While most people will lose the effects of caffeine 6 hours after consumption, it can be in your body for up to 9 hours, depending on age and genetics.
I had this issue where suddenly I couldn’t sleep:
For years, when I worked in restaurants, I would have an espresso before working dinner service with no problem. Then, all of a sudden, I couldn’t sleep. Removing that espresso solved my problem, and now I can’t have any caffeine after midday. Even too much in the mornings seems to mess with my sleep – it’s very upsetting as I love coffee!
If you’re having an unsettled sleep or struggling to get to sleep, too much caffeine could be the cause.
3. Digestive Issues
Many people like coffee for its ability to “keep you regular” or get the bowels moving early in the day. This is because caffeine causes the release of gastrin. Gastrin is a hormone in the stomach that speeds up activity in the colon. Even decaffeinated coffee has been shown to create this response (decaffeinated coffee isn’t caffeine-free, of course).

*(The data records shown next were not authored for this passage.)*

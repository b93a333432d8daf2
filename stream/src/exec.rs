//! Stage execution.
//!
//! `run` drives the stages of a stream from the last one backwards: each
//! stage runs its upstream with a callback that transforms the documents it
//! receives and forwards them to its own downstream callback. A stage
//! returns `ControlFlow::Break` only when its downstream asked to stop; a
//! `Take` that reached its count stops its upstream but reports `Continue`,
//! so sibling branches of a union or concat still run.

use std::cmp::Ordering;
use std::collections::HashSet;
use std::ops::ControlFlow;

use tessera_core::{Document, Path, Value};
use tessera_expr::{AggregateCall, Aggregator, Environment, EvalError, Expr};
use tracing::{debug, trace};

use crate::{Operator, Stream, StreamError, StreamResult};

/// Downstream callback of a stage.
pub(crate) type Emit<'f> = dyn FnMut(&Environment<'_>) -> StreamResult<ControlFlow<()>> + 'f;

const CONTINUE: StreamResult<ControlFlow<()>> = Ok(ControlFlow::Continue(()));
const BREAK: StreamResult<ControlFlow<()>> = Ok(ControlFlow::Break(()));

pub(crate) fn run(ops: &[Operator], env: &Environment<'_>, f: &mut Emit<'_>) -> StreamResult<ControlFlow<()>> {
    let Some((op, upstream)) = ops.split_last() else {
        return f(env);
    };

    match op {
        Operator::SeqScan(table) => seq_scan(table, env, f),
        Operator::DocsEmit(exprs) => docs_emit(exprs, env, f),
        Operator::Union(branches) => union(branches, env, f),
        Operator::Concat(branches) => concat(branches, env, f),
        Operator::Filter(predicate) => run(upstream, env, &mut |e| {
            if predicate.eval(e)?.is_truthy() {
                f(e)
            } else {
                CONTINUE
            }
        }),
        Operator::Project(exprs) => run(upstream, env, &mut |e| {
            let doc = project(exprs, e)?;
            f(&Environment::nested(e, doc))
        }),
        Operator::Sort(key) => sort(upstream, key, false, env, f),
        Operator::SortReverse(key) => sort(upstream, key, true, env, f),
        Operator::Skip(count) => {
            let mut skipped = 0u64;
            run(upstream, env, &mut |e| {
                if skipped < *count {
                    skipped += 1;
                    return CONTINUE;
                }
                f(e)
            })
        }
        Operator::Take(count) => take(upstream, *count, env, f),
        Operator::GroupAggregate { key, aggregators } => {
            group_aggregate(upstream, key.as_ref(), aggregators, env, f)
        }
        Operator::PathsSet(path, value) => run(upstream, env, &mut |e| {
            let mut doc = current_document(e)?;
            let v = value.eval(e)?;
            doc.set_path(path, v)
                .map_err(|err| StreamError::incompatible_path(path.to_string(), err))?;
            f(&Environment::nested(e, doc))
        }),
        Operator::PathsUnset(path) => run(upstream, env, &mut |e| {
            let doc = unset(current_document(e)?, path);
            f(&Environment::nested(e, doc))
        }),
    }
}

fn current_document(env: &Environment<'_>) -> StreamResult<Document> {
    env.document()
        .cloned()
        .ok_or(StreamError::Eval(EvalError::NoDocument))
}

fn check_interrupt(env: &Environment<'_>) -> StreamResult<()> {
    if env.is_interrupted() {
        debug!("interrupt observed");
        return Err(StreamError::Cancelled);
    }
    Ok(())
}

fn ensure_capacity(buffered: usize, limit: Option<usize>, stage: &'static str) -> StreamResult<()> {
    match limit {
        Some(max) if buffered >= max => Err(StreamError::buffer_limit(stage, max)),
        _ => Ok(()),
    }
}

fn emit_all(
    docs: impl IntoIterator<Item = Document>,
    env: &Environment<'_>,
    f: &mut Emit<'_>,
) -> StreamResult<ControlFlow<()>> {
    for doc in docs {
        check_interrupt(env)?;
        if f(&Environment::nested(env, doc))?.is_break() {
            return BREAK;
        }
    }
    CONTINUE
}

fn seq_scan(table: &str, env: &Environment<'_>, f: &mut Emit<'_>) -> StreamResult<ControlFlow<()>> {
    let catalog = env.catalog()?;
    for doc in catalog.scan(table)? {
        check_interrupt(env)?;
        let doc = doc?;
        if f(&Environment::nested(env, doc))?.is_break() {
            trace!(table, "scan stopped by downstream");
            return BREAK;
        }
    }
    CONTINUE
}

fn docs_emit(exprs: &[Expr], env: &Environment<'_>, f: &mut Emit<'_>) -> StreamResult<ControlFlow<()>> {
    for expr in exprs {
        check_interrupt(env)?;
        let doc = match expr.eval(env)? {
            Value::Document(doc) => doc,
            other => {
                return Err(StreamError::NotADocument {
                    stage: "docs.Emit",
                    found: other.value_type(),
                })
            }
        };
        if f(&Environment::nested(env, doc))?.is_break() {
            return BREAK;
        }
    }
    CONTINUE
}

fn project(exprs: &[Expr], env: &Environment<'_>) -> StreamResult<Document> {
    let mut out = Document::with_capacity(exprs.len());
    for expr in exprs {
        match expr {
            Expr::Wildcard => {
                let doc = env.document().ok_or(EvalError::NoDocument)?;
                for (name, value) in doc.iter() {
                    out.set(name, value.clone());
                }
            }
            Expr::Named(named) => out.set(named.name.clone(), named.expr.eval(env)?),
            other => out.set(other.to_string(), other.eval(env)?),
        }
    }
    Ok(out)
}

fn unset(mut doc: Document, path: &Path) -> Document {
    doc.unset_path(path);
    doc
}

fn sort(
    upstream: &[Operator],
    key: &Expr,
    reverse: bool,
    env: &Environment<'_>,
    f: &mut Emit<'_>,
) -> StreamResult<ControlFlow<()>> {
    let limit = env.config().max_buffered_documents;
    let mut buffer: Vec<(Value, Document)> = Vec::new();

    let flow = run(upstream, env, &mut |e| {
        let k = key.eval(e)?;
        let doc = current_document(e)?;
        ensure_capacity(buffer.len(), limit, "sort")?;
        buffer.push((k, doc));
        CONTINUE
    })?;
    if flow.is_break() {
        return BREAK;
    }

    trace!(buffered = buffer.len(), reverse, "sort flushed");
    if reverse {
        buffer.sort_by(|a, b| b.0.compare(&a.0));
    } else {
        buffer.sort_by(|a, b| a.0.compare(&b.0));
    }
    emit_all(buffer.into_iter().map(|(_, doc)| doc), env, f)
}

fn take(upstream: &[Operator], count: u64, env: &Environment<'_>, f: &mut Emit<'_>) -> StreamResult<ControlFlow<()>> {
    if count == 0 {
        return CONTINUE;
    }

    let mut taken = 0u64;
    let mut downstream_stopped = false;
    let flow = run(upstream, env, &mut |e| {
        taken += 1;
        if f(e)?.is_break() {
            downstream_stopped = true;
            return BREAK;
        }
        if taken >= count {
            trace!(count, "take reached its count");
            return BREAK;
        }
        CONTINUE
    })?;

    if downstream_stopped {
        Ok(flow)
    } else {
        CONTINUE
    }
}

type Group = (Value, Vec<Box<dyn Aggregator>>);

fn group_aggregate(
    upstream: &[Operator],
    key: Option<&Expr>,
    calls: &[AggregateCall],
    env: &Environment<'_>,
    f: &mut Emit<'_>,
) -> StreamResult<ControlFlow<()>> {
    let limit = env.config().max_buffered_documents;
    let mut groups: Vec<Document> = Vec::new();
    let mut current: Option<Group> = None;

    let flow = run(upstream, env, &mut |e| {
        let k = match key {
            Some(key) => key.eval(e)?,
            None => Value::Null,
        };
        let boundary = matches!(&current, Some((ck, _)) if ck.compare(&k) != Ordering::Equal);
        if boundary {
            if let Some((ck, aggs)) = current.take() {
                ensure_capacity(groups.len(), limit, "group aggregate")?;
                groups.push(group_document(key, ck, calls, &aggs));
            }
        }
        let (_, aggs) = current.get_or_insert_with(|| (k, new_aggregators(calls)));
        for agg in aggs.iter_mut() {
            agg.aggregate(e)?;
        }
        CONTINUE
    })?;
    if flow.is_break() {
        return BREAK;
    }

    match current {
        Some((ck, aggs)) => {
            ensure_capacity(groups.len(), limit, "group aggregate")?;
            groups.push(group_document(key, ck, calls, &aggs));
        }
        // Without a key there is always exactly one group, even over no input.
        None if key.is_none() => {
            groups.push(group_document(None, Value::Null, calls, &new_aggregators(calls)));
        }
        None => {}
    }

    trace!(groups = groups.len(), "group aggregate flushed");
    emit_all(groups, env, f)
}

fn new_aggregators(calls: &[AggregateCall]) -> Vec<Box<dyn Aggregator>> {
    calls.iter().map(AggregateCall::aggregator).collect()
}

/// The key under its rendering, then each aggregate under its rendering.
fn group_document(
    key: Option<&Expr>,
    key_value: Value,
    calls: &[AggregateCall],
    aggs: &[Box<dyn Aggregator>],
) -> Document {
    let mut doc = Document::with_capacity(calls.len() + 1);
    if let Some(key) = key {
        doc.set(key.to_string(), key_value);
    }
    for (call, agg) in calls.iter().zip(aggs) {
        doc.set(call.to_string(), agg.finish());
    }
    doc
}

fn union(branches: &[Stream], env: &Environment<'_>, f: &mut Emit<'_>) -> StreamResult<ControlFlow<()>> {
    let limit = env.config().max_buffered_documents;
    let mut seen: HashSet<Document> = HashSet::new();

    for (i, branch) in branches.iter().enumerate() {
        if i > 0 {
            check_interrupt(env)?;
        }
        let flow = run(branch.operators(), env, &mut |e| {
            let doc = current_document(e)?;
            if seen.contains(&doc) {
                return CONTINUE;
            }
            ensure_capacity(seen.len(), limit, "union")?;
            seen.insert(doc);
            f(e)
        })?;
        if flow.is_break() {
            return BREAK;
        }
    }

    trace!(distinct = seen.len(), branches = branches.len(), "union finished");
    CONTINUE
}

fn concat(branches: &[Stream], env: &Environment<'_>, f: &mut Emit<'_>) -> StreamResult<ControlFlow<()>> {
    for (i, branch) in branches.iter().enumerate() {
        if i > 0 {
            check_interrupt(env)?;
        }
        if run(branch.operators(), env, f)?.is_break() {
            return BREAK;
        }
    }
    CONTINUE
}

Caffeine does seem to speed up peristalsis, the process that moves food through your digestive tract, which assists with this laxative effect.
So, too much caffeine can lead to loose stools or even diarrhea in some people.
Every one of us that needs caffeine on a daily basis are essentially addicts.
However, this is not really an issue for most, and we can easily cut out caffeine for a few days if we need to without too much of a negative impact. However, at high doses, it can lead to psychological or physical dependency.
In a study, 213 caffeine users completed questionnaires after going 16 hours without consuming it. Daily users had greater increases in headaches, fatigue, and other withdrawal symptoms than non-daily users.
Now, this is hardly conclusive, but a few friends of mine have quit caffeine after being 6 or 7 cups of coffee a day type folks. They have reported it’s the worst thing they ever did; one told me it was like quitting smoking – but a million times worse.
Not everyone who consumes lots of caffeine will become addicted, but if you find yourself unable to cope without coffee or tea, it might be time to try and dial it back a bit.
5. Rapid Heart Rate
The stimulant effect of caffeine can cause your heart to beat faster. And, in extremely high doses, it has been known to cause an altered heartbeat rhythm known as atrial fibrillation. This has mostly been reported in young people consuming extreme amounts of caffeine in the form of energy drinks.
This effect doesn’t occur in everyone, and the studies that have been done on caffeine and heart rate haven’t produced consistent results. So, while it’s something to be aware of, it’s not something you should overly worry about. Unless, of course, you have an underlying heart condition.
This seems counterintuitive, but the stimulating nature of caffeine can lead to rebound fatigue once the effects have worn off.
Those that consume caffeine in high doses report feeling far greater fatigue the next day vs. those who consume moderate or small amounts of caffeine.
To avoid a caffeine drop off during the day, you could just consume at regular intervals all day, but this may end up causing issues sleeping. To avoid this issue, it’s best to consume only small or moderate amounts of caffeine.
7. Frequent Urination and Urgency
The stimulatory effects of caffeine also affect the bladder. So, increased urination is a common side effect of high caffeine intake.
This can lead to incontinence issues in older people and even increase the risk of developing incontinence issues later in life if high doses of caffeine are consumed over a prolonged period.
If you feel you need to pee more often and more urgently, it is worth cutting back on your caffeine intake to see if that will improve the symptoms.
Most of these effects of too much caffeine are associated with extreme caffeine consumption. The exact amount of caffeine these effects appear at will vary depending on your age, weight, and genetics, so it’s a bit of a vague area. But if you’re not experiencing any of the symptoms, you probably don’t have anything to worry about. However, if you start to experience any of the symptoms mentioned above, you should try reducing your caffeine intake for a few weeks and see if this solves the problem for you. If you’re concerned about anything, always contact a trained medical professional.